Friday, November 22, 2013

Pepsi Pork with Rich Gravy

I thickened the gravy and served it with mashed potatoes. It is a keeper. This recipe was from Crockpot recipes.


Pepsi Pork with Rich Gravy

4 pound pork roast (can use chops or steaks too) up to six pounds
1/2 pkg dry onion soup mix
1 can Cream of Mushroom Soup
1 can Pepsi Beth used diet

Place meat in crockpot, sprinkle with soup mix. Stir together Pepsi and mushroom soup and pour over the top. Cook on low 6-7 hours. The gravy from the sauce is delicious on potatoes or rice.

Thursday, November 21, 2013

Condensed Cream of Mushroom Soup

I had some mushrooms that I needed to use up and this recipe fit the bill. I used this in the recipe I will post tomorrow, Pepsi Pork Roast with Gravy.  I made this in a 2 cup glass measuring cup.

Condensed Cream of Mushroom Soup
http://www.salad-in-a-jar.com


2 tablespoons cornstarch
1 tablespoon canola or vegetable oil
1/8 teaspoon white pepper
1/4 teaspoon salt (or to your taste)
Pinch of sugar
8-ounces 2% evaporated milk
Handful (approx. 3/4 cup) fresh mushrooms, sliced

1. Put all ingredients except the mushrooms in a blender or food processor and pulse until smooth. Add mushrooms and pulse 2-3 times until mushrooms are chopped.

2. Pour into a 2-quart Pyrex bowl and microwave on HIGH for 3 minutes, whisking well after two minutes and again at the end of cooking time. If not thick enough, add 30 seconds and whisk again.

Wednesday, November 20, 2013

Sugar Cookie Bars

I made these to take to our FPU class.  They are very easy to make and taste just like a sugar cookie!  I loved the frosting.
Sugar Cookie Bars


COOKIES:
1 cup (2 sticks) unsalted butter, at room temperature
2 cups granulated white sugar
4 large eggs
2 teaspoons vanilla extract
5 cups all-purpose flour
1 teaspoon salt
1/2 teaspoon baking soda

FROSTING:
1/2 cup (1 stick) butter; at room temperature
1/2 cup shortening
1 teaspoon vanilla extract
pinch of salt
4 cups powdered sugar (sift after measuring)
5 tablespoons milk
food coloring, if desired

1. Prepare bars: In a large bowl with an electric mixer, cream butter and sugar until fluffy. Add eggs, one at a time, mixing after each egg. Mix in vanilla.

2. In a separate bowl whisk together flour, salt & baking soda. Add to wet mixture and mix just until combined. Spread on a greased, rimmed baking sheet (use a 13 x 18 pan).  The dough will be just like cookie dough- heavy & sticky- so it's best to spray your hands with a little nonstick spray and use them to help mold the dough into the pan.

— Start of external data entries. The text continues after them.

//! Registration resources
//!
//! Only the resource types the workflow reads or mutates are modelled. Any
//! other `resourceType` is kept as opaque JSON and written back untouched.

mod bundle;
mod composition;
mod document_reference;
mod location;
mod person;
mod task;

pub use bundle::{Bundle, BundleEntry, BundleEntryRequest};
pub use composition::{Composition, CompositionSection, RelatesTo};
pub use document_reference::{DocumentContent, DocumentReference};
pub use location::Location;
pub use person::{Patient, Practitioner};
pub use task::{Task, TaskParameter};

use serde::de::Error as _;
use serde::{Deserialize, Deserializer, Serialize};
use serde_json::Value;

/// Any resource that can sit in a bundle entry
#[derive(Debug, Clone, PartialEq, Serialize)]
#[serde(untagged)]
pub enum Resource {
    Composition(Composition),
    Task(Task),
    Patient(Patient),
    Practitioner(Practitioner),
    Location(Location),
    DocumentReference(DocumentReference),
    Other(Value),
}

impl Resource {
    pub fn resource_type(&self) -> &str {
        match self {
            Resource::Composition(_) => "Composition",
            Resource::Task(_) => "Task",
            Resource::Patient(_) => "Patient",
            Resource::Practitioner(_) => "Practitioner",
            Resource::Location(_) => "Location",
            Resource::DocumentReference(_) => "DocumentReference",
            Resource::Other(value) => value
                .get("resourceType")
                .and_then(Value::as_str)
                .unwrap_or_default(),
        }
    }

    pub fn id(&self) -> Option<&str> {
        match self {
            Resource::Composition(r) => r.id.as_deref(),
            Resource::Task(r) => r.id.as_deref(),
            Resource::Patient(r) => r.id.as_deref(),
            Resource::Practitioner(r) => r.id.as_deref(),
            Resource::Location(r) => r.id.as_deref(),
            Resource::DocumentReference(r) => r.id.as_deref(),
            Resource::Other(value) => value.get("id").and_then(Value::as_str),
        }
    }

    /// Assign the server id, e.g. after a transaction created the resource
    pub fn set_id(&mut self, id: impl Into<String>) {
        let id = Some(id.into());
        match self {
            Resource::Composition(r) => r.id = id,
            Resource::Task(r) => r.id = id,
            Resource::Patient(r) => r.id = id,
            Resource::Practitioner(r) => r.id = id,
            Resource::Location(r) => r.id = id,
            Resource::DocumentReference(r) => r.id = id,
            Resource::Other(value) => {
                if let (Some(obj), Some(id)) = (value.as_object_mut(), id) {
                    obj.insert("id".to_string(), Value::String(id));
                }
            }
        }
    }

    /// Relative reference `Type/id`, when the resource has an id
    pub fn identity(&self) -> Option<String> {
        self.id()
            .map(|id| format!("{}/{}", self.resource_type(), id))
    }

    pub fn as_composition(&self) -> Option<&Composition> {
        match self {
            Resource::Composition(r) => Some(r),
            _ => None,
        }
    }

    pub fn as_composition_mut(&mut self) -> Option<&mut Composition> {
        match self {
            Resource::Composition(r) => Some(r),
            _ => None,
        }
    }

    pub fn as_task(&self) -> Option<&Task> {
        match self {
            Resource::Task(r) => Some(r),
            _ => None,
        }
    }

    pub fn as_task_mut(&mut self) -> Option<&mut Task> {
        match self {
            Resource::Task(r) => Some(r),
            _ => None,
        }
    }

    pub fn as_patient(&self) -> Option<&Patient> {
        match self {
            Resource::Patient(r) => Some(r),
            _ => None,
        }
    }

    pub fn as_patient_mut(&mut self) -> Option<&mut Patient> {
        match self {
            Resource::Patient(r) => Some(r),
            _ => None,
        }
    }

    pub fn as_practitioner(&self) -> Option<&Practitioner> {
        match self {
            Resource::Practitioner(r) => Some(r),
            _ => None,
        }
    }

    pub fn as_location(&self) -> Option<&Location> {
        match self {
            Resource::Location(r) => Some(r),
            _ => None,
        }
    }

    pub fn to_value(&self) -> serde_json::Result<Value> {
        serde_json::to_value(self)
    }
}

impl<'de> Deserialize<'de> for Resource {
    fn deserialize<D: Deserializer<'de>>(deserializer: D) -> Result<Self, D::Error> {
        let value = Value::deserialize(deserializer)?;
        let resource_type = value
            .get("resourceType")
            .and_then(Value::as_str)
            .unwrap_or_default()
            .to_string();
        let typed = match resource_type.as_str() {
            "Composition" => serde_json::from_value(value).map(Resource::Composition),
            "Task" => serde_json::from_value(value).map(Resource::Task),
            "Patient" => serde_json::from_value(value).map(Resource::Patient),
            "Practitioner" => serde_json::from_value(value).map(Resource::Practitioner),
            "Location" => serde_json::from_value(value).map(Resource::Location),
            "DocumentReference" => {
                serde_json::from_value(value).map(Resource::DocumentReference)
            }
            _ => return Ok(Resource::Other(value)),
        };
        typed.map_err(|e| D::Error::custom(format!("invalid {resource_type}: {e}")))
    }
}

impl From<Composition> for Resource {
    fn from(r: Composition) -> Self {
        Resource::Composition(r)
    }
}

impl From<Task> for Resource {
    fn from(r: Task) -> Self {
        Resource::Task(r)
    }
}

impl From<Patient> for Resource {
    fn from(r: Patient) -> Self {
        Resource::Patient(r)
    }
}

impl From<Practitioner> for Resource {
    fn from(r: Practitioner) -> Self {
        Resource::Practitioner(r)
    }
}

impl From<Location> for Resource {
    fn from(r: Location) -> Self {
        Resource::Location(r)
    }
}
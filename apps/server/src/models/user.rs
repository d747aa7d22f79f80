//! User management records

use crvs_models::HumanName;
use serde::{Deserialize, Serialize};

/// Body of a user-management `getUser` call
#[derive(Debug, Clone, PartialEq, Serialize)]
pub enum UserQuery {
    #[serde(rename = "userId")]
    UserId(String),
    #[serde(rename = "practitionerId")]
    PractitionerId(String),
}

#[derive(Debug, Clone, Default, Deserialize)]
#[serde(rename_all = "camelCase")]
pub struct UserModel {
    #[serde(rename = "_id", default)]
    pub id: Option<String>,
    #[serde(default)]
    pub practitioner_id: Option<String>,
    /// System clients have no role
    #[serde(default)]
    pub role: Option<UserRole>,
    #[serde(default)]
    pub name: Vec<HumanName>,
}

#[derive(Debug, Clone, Default, Deserialize)]
pub struct UserRole {
    #[serde(default)]
    pub labels: Vec<RoleLabel>,
}

#[derive(Debug, Clone, Default, Deserialize)]
pub struct RoleLabel {
    pub lang: String,
    pub label: String,
}

impl UserModel {
    pub fn role_label(&self, lang: &str) -> Option<&str> {
        self.role
            .as_ref()?
            .labels
            .iter()
            .find(|l| l.lang == lang)
            .map(|l| l.label.as_str())
    }

    pub fn name_in(&self, use_: &str) -> Option<&HumanName> {
        self.name.iter().find(|n| n.use_.as_deref() == Some(use_))
    }

    /// First name that is not in `primary`, used as the secondary-locale name
    pub fn name_locale(&self, primary: &str) -> Option<&HumanName> {
        self.name
            .iter()
            .find(|n| n.use_.as_deref() != Some(primary))
    }
}
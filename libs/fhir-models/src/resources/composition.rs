use crate::codes::EventType;
use crate::common::complex::{CodeableConcept, Identifier, Reference};
use crate::error::{Error, Result};
use serde::{Deserialize, Serialize};
use serde_json::Value;
use std::collections::HashMap;

fn default_resource_type() -> String {
    "Composition".to_string()
}

/// Declaration envelope for one registration event
#[derive(Debug, Clone, Default, PartialEq, Serialize, Deserialize)]
#[serde(rename_all = "camelCase")]
pub struct Composition {
    #[serde(default = "default_resource_type")]
    pub resource_type: String,

    #[serde(skip_serializing_if = "Option::is_none")]
    pub id: Option<String>,

    /// Tracking id once assigned
    #[serde(skip_serializing_if = "Option::is_none")]
    pub identifier: Option<Identifier>,

    /// `preliminary` while draft, `final` once submitted
    #[serde(skip_serializing_if = "Option::is_none")]
    pub status: Option<String>,

    #[serde(rename = "type", skip_serializing_if = "Option::is_none")]
    pub type_: Option<CodeableConcept>,

    #[serde(skip_serializing_if = "Option::is_none")]
    pub class: Option<CodeableConcept>,

    #[serde(skip_serializing_if = "Option::is_none")]
    pub subject: Option<Reference>,

    #[serde(skip_serializing_if = "Option::is_none")]
    pub date: Option<String>,

    #[serde(default, skip_serializing_if = "Vec::is_empty")]
    pub author: Vec<Reference>,

    #[serde(skip_serializing_if = "Option::is_none")]
    pub title: Option<String>,

    #[serde(default, skip_serializing_if = "Vec::is_empty")]
    pub section: Vec<CompositionSection>,

    #[serde(default, skip_serializing_if = "Vec::is_empty")]
    pub relates_to: Vec<RelatesTo>,

    #[serde(flatten)]
    pub additional: HashMap<String, Value>,
}

/// Named section (child, mother, informant, documents, ...)
#[derive(Debug, Clone, Default, PartialEq, Serialize, Deserialize)]
pub struct CompositionSection {
    #[serde(skip_serializing_if = "Option::is_none")]
    pub title: Option<String>,

    #[serde(skip_serializing_if = "Option::is_none")]
    pub code: Option<CodeableConcept>,

    #[serde(default, skip_serializing_if = "Vec::is_empty")]
    pub entry: Vec<Reference>,
}

/// Link to another composition, used for duplicate flags
#[derive(Debug, Clone, PartialEq, Serialize, Deserialize)]
#[serde(rename_all = "camelCase")]
pub struct RelatesTo {
    pub code: String,

    #[serde(skip_serializing_if = "Option::is_none")]
    pub target_reference: Option<Reference>,
}

impl RelatesTo {
    pub fn duplicate(composition_id: &str) -> Self {
        Self {
            code: "duplicate".to_string(),
            target_reference: Some(Reference::new(format!("Composition/{composition_id}"))),
        }
    }

    pub fn target(&self) -> Option<&str> {
        self.target_reference
            .as_ref()
            .and_then(|r| r.reference.as_deref())
    }
}

impl CompositionSection {
    pub fn has_code(&self, code: &str) -> bool {
        self.code
            .as_ref()
            .is_some_and(|c| c.coding.iter().any(|cd| cd.code.as_deref() == Some(code)))
    }
}

impl Composition {
    /// Type code such as `birth-declaration`
    pub fn type_code(&self) -> Option<&str> {
        self.type_.as_ref().and_then(CodeableConcept::first_code)
    }

    pub fn event_type(&self) -> Result<EventType> {
        let code = self
            .type_code()
            .ok_or_else(|| Error::UnknownEventType("<missing composition type>".to_string()))?;
        EventType::from_composition_type(code)
    }

    pub fn tracking_id(&self) -> Option<&str> {
        self.identifier.as_ref().and_then(|i| i.value.as_deref())
    }

    pub fn section_by_code(&self, code: &str) -> Option<&CompositionSection> {
        self.section.iter().find(|s| s.has_code(code))
    }

    /// First entry reference of the section with this code
    pub fn section_subject(&self, code: &str) -> Option<&str> {
        self.section_by_code(code)
            .and_then(|s| s.entry.first())
            .and_then(|r| r.reference.as_deref())
    }
}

3. Bake at 375 degrees for 10-15 min, until light golden brown or until a toothpick comes out clean. Cool completely before frosting.

4. Prepare frosting: In a large bowl, beat butter and shortening together until smooth and creamy. Mix in vanilla and salt. Add powdered sugar (1 cup at a time) until combined, then add milk & mix until smooth and spreading consistency. Add a few drops of color, if desired. Spread over cooled cookie, then cut into bars.

Tips:

*Refrigerate the bars until firm... it will be easier to get nice, clean cuts.

 

Tuesday, November 19, 2013

Johnsonville Brown Sugar and Honey Sausage Stuffed Waffles

Don had something similar to this at a café in Round Rock at the beginning of the month.  He really liked it, so I found this recipe and he really liked it.  It makes quite a bit!  I used a pound of sausage--1/2 of it in the waffles and then used the other half to make the gravy.
Johnsonville Brown Sugar and Honey Sausage Stuffed Waffles

 
6 oz Johnsonville Brown Sugar and Honey Sausage, cooked and drained Beth used Jimmy Dean
1 ¾ cup of flour
2 tbs sugar
1 tbs baking powder
2 large eggs
1 ½ cup milk
¼ cup of melted butter
2 tsp vanilla
 
 
In a large bowl mix flour, sugar, baking powder, eggs, milk, butter and vanilla.  Crumble sausage and add to the batter and stir.  Spray waffle iron with butter cooking spray, cook waffles and enjoy!
 
Beth served this with sausage gravy on half the waffle and syrup over all of it.  Idea from Round Rock Café, Round Rock, TX.

 

Monday, November 18, 2013

Homemade Butterfinger Bark

This was very easy to put together.  I made it one night after school so I had a treat for my 'boys' the next day.  They do taste like butterfingers!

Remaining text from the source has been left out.